James McKinstry

Personal information
- Full name: James McKinstry
- Date of birth: 3 July 1979 (age 47)
- Place of birth: Glasgow, Scotland
- Positions: Defender; midfielder;

Senior career*
- Years: Team / Apps / (Gls)
- 1997–2001: Clydebank / 74 / (2)
- 2001–2003: Partick Thistle / 29 / (2)
- 2003–2005: Dumbarton / 68 / (2)
- 2005–2007: Ayr United / 29 / (0)
- 2007–2009: Stranraer / 59 / (1)
- 2009–2010: Petershill
- 2010–2016: Vale of Clyde
- Total:  / 260 / (7)

= James McKinstry =

Scottish footballer

James McKinstry (born 3 July 1979 in Glasgow) is a Scottish former footballer, who notably played for Clydebank and Partick Thistle.

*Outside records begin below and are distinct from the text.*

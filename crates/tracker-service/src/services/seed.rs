//! Default data seeding
//!
//! Creates the reserved Unassigned role, the default course roles and the
//! configured administrator. Running it again only fills in what is missing.

use tracing::{debug, info, instrument, warn};

use tracker_common::SeedConfig;
use tracker_core::entities::{NewMember, NewRole};
use tracker_core::{Privilege, RoleId, UNASSIGNED_ROLE_NAME};

use crate::dto::{MemberInput, SeedReport};

use super::context::ServiceContext;
use super::error::ServiceResult;
use super::validation::Validator;

/// Roles every fresh install starts with
pub const DEFAULT_ROLES: [(&str, i32); 3] = [("Student", 1), ("Teacher", 20), ("Chair", 30)];

/// Seed default roles and the configured admin
#[instrument(skip(ctx, config))]
pub async fn seed_defaults(ctx: &ServiceContext, config: &SeedConfig) -> ServiceResult<SeedReport> {
    let mut report = SeedReport::default();
    let roles = ctx.role_repo();

    if roles.find_by_id(RoleId::UNASSIGNED).await?.is_none() {
        let unassigned = NewRole::with_id(RoleId::UNASSIGNED, UNASSIGNED_ROLE_NAME, Privilege::UNASSIGNED)?;
        roles.create(&unassigned).await?;
        report.roles_created.push(UNASSIGNED_ROLE_NAME.to_string());
    }

    for (name, level) in DEFAULT_ROLES {
        let privilege = Privilege::new(level);
        if roles.find_by_name(name).await?.is_some() || roles.find_by_privilege(privilege).await?.is_some() {
            debug!(name, level, "Default role already present");
            continue;
        }
        roles.create(&NewRole::new(name, privilege)?).await?;
        report.roles_created.push(name.to_string());
    }

    match config.admin_password.as_deref() {
        Some(password) => {
            let members = ctx.member_repo();
            let taken = members.find_by_name(&config.admin_name).await?.is_some()
                || members.find_by_email(&config.admin_email).await?.is_some();
            if taken {
                debug!(name = %config.admin_name, "Admin already present");
            } else {
                let input = MemberInput::new(config.admin_name.as_str(), config.admin_email.as_str())
                    .with_password(password)
                    .admin(true);
                let valid = Validator::new(ctx).validate_member(input, None).await?;
                let password_hash = ctx.password_service().hash(password)?;
                let admin = members
                    .create(&NewMember::new(valid.name, valid.email, password_hash, true)?)
                    .await?;
                report.admin_created = Some(admin.name);
            }
        }
        None => warn!("No admin password configured; skipping admin seed"),
    }

    if report.is_noop() {
        info!("Seed data already present");
    } else {
        info!(roles = ?report.roles_created, admin = ?report.admin_created, "Seeded defaults");
    }

    Ok(report)
}
//! Domain errors - error types for the domain layer

use thiserror::Error;

use crate::value_objects::{CourseId, MemberId, RoleId};

/// Coarse error category, used by callers to pick a response strategy
#[derive(Debug, Clone, Copy, PartialEq, Eq)]
pub enum ErrorKind {
    /// Malformed field
    Validation,
    /// Uniqueness violation
    Duplicate,
    /// Id does not resolve
    NotFound,
    /// Privilege or ownership check failed
    NotAuthorized,
    /// Requester tried to delete themselves
    SelfAction,
    /// Operation disabled by configuration
    Unavailable,
    /// Store or infrastructure failure
    Internal,
}

/// Domain layer errors
#[derive(Debug, Error)]
pub enum DomainError {
    // =========================================================================
    // Not Found Errors
    // =========================================================================
    #[error("Member not found: {0}")]
    MemberNotFound(MemberId),

    #[error("Course not found: {0}")]
    CourseNotFound(CourseId),

    #[error("Role not found: {0}")]
    RoleNotFound(RoleId),

    // =========================================================================
    // Validation Errors
    // =========================================================================
    #[error("Validation error: {0}")]
    Validation(String),

    #[error(
        "Names must be at least 3 characters long, start with a letter, \
         and contain only letters, numbers, periods, underscores, and dashes."
    )]
    InvalidName,

    #[error("Invalid email address.")]
    InvalidEmail,

    #[error(
        "Password must be between 8-15 characters long, contain at least one \
         uppercase letter, one lowercase letter, and one number."
    )]
    InvalidPassword,

    #[error("Passwords must match.")]
    PasswordMismatch,

    #[error("Invalid {field}: {message}")]
    InvalidField { field: &'static str, message: String },

    #[error("Role privilege must be between 1 and 99, got {0}.")]
    InvalidPrivilege(i32),

    #[error("Role ID 1 is reserved for unassigned members and cannot be used.")]
    ReservedRoleId,

    // =========================================================================
    // Conflict Errors
    // =========================================================================
    #[error("Name already exists.")]
    DuplicateName,

    #[error("Email address already exists.")]
    DuplicateEmail,

    #[error("A course named '{name}' ({code}) already exists.")]
    DuplicateCourse { name: String, code: String },

    #[error("Role name already exists.")]
    DuplicateRoleName,

    #[error("Privilege level already assigned.")]
    DuplicatePrivilege,

    #[error("Member already holds a role in this course.")]
    DuplicateAssociation,

    // =========================================================================
    // Authorization Errors
    // =========================================================================
    #[error("You do not have permission to perform that action.")]
    NotAuthorized,

    #[error("You cannot delete yourself.")]
    SelfAction,

    // =========================================================================
    // Configuration-gated operations
    // =========================================================================
    #[error("Adding, editing, or deleting roles is disabled at this time.")]
    RolesLocked,

    // =========================================================================
    // Infrastructure Errors (wrapped)
    // =========================================================================
    #[error("Database error: {0}")]
    DatabaseError(String),

    #[error("Internal error: {0}")]
    InternalError(String),
}

impl DomainError {
    /// Get an error code string for API responses
    pub fn code(&self) -> &'static str {
        match self {
            // Not Found
            Self::MemberNotFound(_) => "UNKNOWN_MEMBER",
            Self::CourseNotFound(_) => "UNKNOWN_COURSE",
            Self::RoleNotFound(_) => "UNKNOWN_ROLE",

            // Validation
            Self::Validation(_) => "VALIDATION_ERROR",
            Self::InvalidName => "INVALID_NAME",
            Self::InvalidEmail => "INVALID_EMAIL",
            Self::InvalidPassword => "INVALID_PASSWORD",
            Self::PasswordMismatch => "PASSWORD_MISMATCH",
            Self::InvalidField { .. } => "INVALID_FIELD",
            Self::InvalidPrivilege(_) => "INVALID_PRIVILEGE",
            Self::ReservedRoleId => "RESERVED_ROLE_ID",

            // Conflict
            Self::DuplicateName => "DUPLICATE_NAME",
            Self::DuplicateEmail => "DUPLICATE_EMAIL",
            Self::DuplicateCourse { .. } => "DUPLICATE_COURSE",
            Self::DuplicateRoleName => "DUPLICATE_ROLE_NAME",
            Self::DuplicatePrivilege => "DUPLICATE_PRIVILEGE",
            Self::DuplicateAssociation => "DUPLICATE_ASSOCIATION",

            // Authorization
            Self::NotAuthorized => "NOT_AUTHORIZED",
            Self::SelfAction => "SELF_ACTION",

            Self::RolesLocked => "ROLES_LOCKED",

            // Infrastructure
            Self::DatabaseError(_) => "DATABASE_ERROR",
            Self::InternalError(_) => "INTERNAL_ERROR",
        }
    }

    /// Get the error category
    pub fn kind(&self) -> ErrorKind {
        match self {
            Self::MemberNotFound(_) | Self::CourseNotFound(_) | Self::RoleNotFound(_) => {
                ErrorKind::NotFound
            }
            Self::Validation(_)
            | Self::InvalidName
            | Self::InvalidEmail
            | Self::InvalidPassword
            | Self::PasswordMismatch
            | Self::InvalidField { .. }
            | Self::InvalidPrivilege(_)
            | Self::ReservedRoleId => ErrorKind::Validation,
            Self::DuplicateName
            | Self::DuplicateEmail
            | Self::DuplicateCourse { .. }
            | Self::DuplicateRoleName
            | Self::DuplicatePrivilege
            | Self::DuplicateAssociation => ErrorKind::Duplicate,
            Self::NotAuthorized => ErrorKind::NotAuthorized,
            Self::SelfAction => ErrorKind::SelfAction,
            Self::RolesLocked => ErrorKind::Unavailable,
            Self::DatabaseError(_) | Self::InternalError(_) => ErrorKind::Internal,
        }
    }

    /// Check if this is a "not found" error
    pub fn is_not_found(&self) -> bool {
        self.kind() == ErrorKind::NotFound
    }

    /// Check if this is a validation error
    pub fn is_validation(&self) -> bool {
        self.kind() == ErrorKind::Validation
    }

    /// Check if this is an authorization error (including self-deletion)
    pub fn is_authorization(&self) -> bool {
        matches!(self.kind(), ErrorKind::NotAuthorized | ErrorKind::SelfAction)
    }

    /// Check if this is a conflict error
    pub fn is_conflict(&self) -> bool {
        self.kind() == ErrorKind::Duplicate
    }

    /// Name of the input field the error refers to, if any
    pub fn field(&self) -> Option<&'static str> {
        match self {
            Self::InvalidName | Self::DuplicateName => Some("name"),
            Self::InvalidEmail | Self::DuplicateEmail => Some("email"),
            Self::InvalidPassword | Self::PasswordMismatch => Some("password"),
            Self::InvalidField { field, .. } => Some(field),
            Self::InvalidPrivilege(_) | Self::DuplicatePrivilege => Some("privilege"),
            Self::DuplicateRoleName => Some("name"),
            Self::DuplicateCourse { .. } => Some("code"),
            Self::ReservedRoleId => Some("id"),
            _ => None,
        }
    }
}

McKinstry was a defender who could play anywhere at the back as well as in midfield, and has a vast wealth of experience in the Scottish Football League, having played for Clydebank, Partick Thistle, Dumbarton and Ayr United, before moving to Stair Park to join Stranraer in the summer of 2007. He then turned out for the reformed Clydebank as a trialist, before signing with Petershill and then Vale of Clyde in the junior grade including an appearance in goal for the Vale as well as a testimonial against a Celtic XI in which he managed to miss a penalty during a 6–0 defeat.